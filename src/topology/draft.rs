use std::collections::BTreeSet;

use super::wall::CellRole;
use crate::grid::{GridCoordinate, GridRect};

/// The in-progress cell sets of a room being authored.
///
/// `perimeter`, `floor` and `deleted` are pairwise disjoint. `inner_corners`
/// is derived by [`Reclassify`](crate::operations::Reclassify) and is always a
/// subset of `perimeter`.
#[derive(Debug, Clone, Default, PartialEq, Eq)]
pub struct RoomShapeDraft {
    perimeter: BTreeSet<GridCoordinate>,
    floor: BTreeSet<GridCoordinate>,
    deleted: BTreeSet<GridCoordinate>,
    inner_corners: BTreeSet<GridCoordinate>,
}

impl RoomShapeDraft {
    /// Creates an empty draft.
    #[must_use]
    pub fn new() -> Self {
        Self::default()
    }

    /// A draft holding a single wall cell.
    #[must_use]
    pub fn single_cell(at: GridCoordinate) -> Self {
        Self::from_rect(&GridRect::cell(at))
    }

    /// Border cells become perimeter and interior cells become floor.
    ///
    /// This is a pure index test; no neighbor analysis is needed while the
    /// shape is a known rectangle.
    #[must_use]
    pub fn from_rect(rect: &GridRect) -> Self {
        let mut draft = Self::new();
        draft.reset_to_rect(rect);
        draft
    }

    /// Builds a draft from raw sets.
    ///
    /// Overlaps are resolved so the sets stay disjoint: `deleted` wins over
    /// both others, and `perimeter` wins over `floor`.
    #[must_use]
    pub fn from_sets(
        perimeter: BTreeSet<GridCoordinate>,
        floor: BTreeSet<GridCoordinate>,
        deleted: BTreeSet<GridCoordinate>,
    ) -> Self {
        let perimeter: BTreeSet<_> = perimeter.difference(&deleted).copied().collect();
        let floor = floor
            .iter()
            .filter(|c| !perimeter.contains(c) && !deleted.contains(c))
            .copied()
            .collect();
        Self {
            perimeter,
            floor,
            deleted,
            inner_corners: BTreeSet::new(),
        }
    }

    /// Replaces the whole draft by the partition of `rect`.
    pub fn reset_to_rect(&mut self, rect: &GridRect) {
        self.perimeter = rect.border_cells().collect();
        self.floor = rect.interior_cells().collect();
        self.deleted.clear();
        self.inner_corners.clear();
    }

    #[must_use]
    pub fn perimeter(&self) -> &BTreeSet<GridCoordinate> {
        &self.perimeter
    }

    #[must_use]
    pub fn floor(&self) -> &BTreeSet<GridCoordinate> {
        &self.floor
    }

    #[must_use]
    pub fn deleted(&self) -> &BTreeSet<GridCoordinate> {
        &self.deleted
    }

    #[must_use]
    pub fn inner_corners(&self) -> &BTreeSet<GridCoordinate> {
        &self.inner_corners
    }

    /// Returns `true` if `c` is part of the shape (perimeter or floor).
    #[must_use]
    pub fn contains(&self, c: GridCoordinate) -> bool {
        self.perimeter.contains(&c) || self.floor.contains(&c)
    }

    /// Role of `c`, or `None` if it is outside the shape.
    #[must_use]
    pub fn role(&self, c: GridCoordinate) -> Option<CellRole> {
        if self.perimeter.contains(&c) {
            Some(CellRole::Wall)
        } else if self.floor.contains(&c) {
            Some(CellRole::Floor)
        } else {
            None
        }
    }

    /// Number of cells in the shape.
    #[must_use]
    pub fn cell_count(&self) -> usize {
        self.perimeter.len() + self.floor.len()
    }

    #[must_use]
    pub fn is_empty(&self) -> bool {
        self.perimeter.is_empty() && self.floor.is_empty()
    }

    /// All shape cells, x-major.
    pub fn cells(&self) -> impl Iterator<Item = GridCoordinate> + '_ {
        self.perimeter.union(&self.floor).copied()
    }

    /// Smallest rectangle enclosing the shape.
    #[must_use]
    pub fn bounds(&self) -> Option<GridRect> {
        let mut cells = self.cells();
        let first = cells.next()?;
        let (min, max) = cells.fold((first, first), |(lo, hi), c| {
            (
                GridCoordinate::new(lo.x.min(c.x), lo.y.min(c.y)),
                GridCoordinate::new(hi.x.max(c.x), hi.y.max(c.y)),
            )
        });
        Some(GridRect::from_corners(min, max))
    }

    /// Moves every shape cell inside `selection` into `deleted`.
    ///
    /// Cells of the selection outside the shape are ignored. Returns the
    /// number of cells removed.
    pub fn carve(&mut self, selection: &GridRect) -> usize {
        let hit: Vec<GridCoordinate> = self
            .cells()
            .filter(|&c| selection.contains(c))
            .collect();
        for c in &hit {
            self.perimeter.remove(c);
            self.floor.remove(c);
            self.inner_corners.remove(c);
            self.deleted.insert(*c);
        }
        hit.len()
    }

    /// Writes a classified partition back into the draft.
    pub(crate) fn set_partition(
        &mut self,
        perimeter: BTreeSet<GridCoordinate>,
        floor: BTreeSet<GridCoordinate>,
        inner_corners: BTreeSet<GridCoordinate>,
    ) {
        debug_assert!(perimeter.is_disjoint(&floor));
        debug_assert!(inner_corners.is_subset(&perimeter));
        self.perimeter = perimeter;
        self.floor = floor;
        self.inner_corners = inner_corners;
    }

    /// Consumes the draft, returning `(perimeter, floor)`.
    #[must_use]
    pub fn into_parts(self) -> (BTreeSet<GridCoordinate>, BTreeSet<GridCoordinate>) {
        (self.perimeter, self.floor)
    }
}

================

• **What is required**: Your reply should contain only the number of lines in the entries above with the word "RoomShapeDraft".

• **Solved problem**: 2